Enhanced Two-Step LAMP-CRISPR Assay with an Engineered Zst Polymerase for Contamination-Free and Ultrasensitive DNA Detection

Current loop-mediated isothermal amplification (LAMP)-coupled clustered regularly interspaced short palindromic repeats (LAMP-CRISPR) biosensing in two-step or one-step formats has been applied to next-generation accurate molecular diagnosis. However, two-step LAMP-CRISPR assays intrinsically confront aerosol contamination, while one-step assays possess a compromised detection performance.
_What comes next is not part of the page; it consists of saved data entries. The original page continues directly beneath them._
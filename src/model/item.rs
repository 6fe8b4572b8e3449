use serde::{Deserialize, Serialize};

/// Something that can be dragged or dropped onto: a single row, or a whole
/// group of rows.
#[derive(Debug, Clone, PartialEq, Eq, Hash, Serialize, Deserialize)]
#[serde(tag = "kind", content = "id", rename_all = "lowercase")]
pub enum ItemId {
    Row(String),
    Group(String),
}

impl ItemId {
    pub fn row(id: impl Into<String>) -> Self {
        ItemId::Row(id.into())
    }

    pub fn group(id: impl Into<String>) -> Self {
        ItemId::Group(id.into())
    }

    /// The bare identifier, without its kind
    pub fn key(&self) -> &str {
        match self {
            ItemId::Row(id) | ItemId::Group(id) => id,
        }
    }

    pub fn is_group(&self) -> bool {
        matches!(self, ItemId::Group(_))
    }
}

impl std::fmt::Display for ItemId {
    fn fmt(&self, f: &mut std::fmt::Formatter<'_>) -> std::fmt::Result {
        match self {
            ItemId::Row(id) => write!(f, "row {}", id),
            ItemId::Group(id) => write!(f, "group {}", id),
        }
    }
}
To this end, we propose an enhanced two-step LAMP-CRISPR assay (ETL-CRISPR) with an engineered Zst polymerase to mediate ultrasensitive DNA detection and thoroughly eliminate aerosol contamination. Instead of supplementing any dTTP, the newly engineered Zst polymerase can efficiently polymerize four oligonucleotides (dATP, dCTP, dGTP, and dUTP), thereby enabling contamination-free and ultrasensitive ETL-CRISPR assay. By targeting the L1 gene of human papillomaviruses (HPV) 16 and the E7 gene of HPV18, our ETL-CRISPR assay achieves high specificity and single-copy level sensitivity within 1 h. Furthermore, we validated the assay by using 85 HPV clinical swab samples with an accuracy of 98.8%, which is comparable to the real-time quantitative polymerase chain reaction. Therefore, ETL-CRISPR provides a straightforward strategy for the contamination-free and ultrasensitive point-of-care diagnosis of clinical pathogens.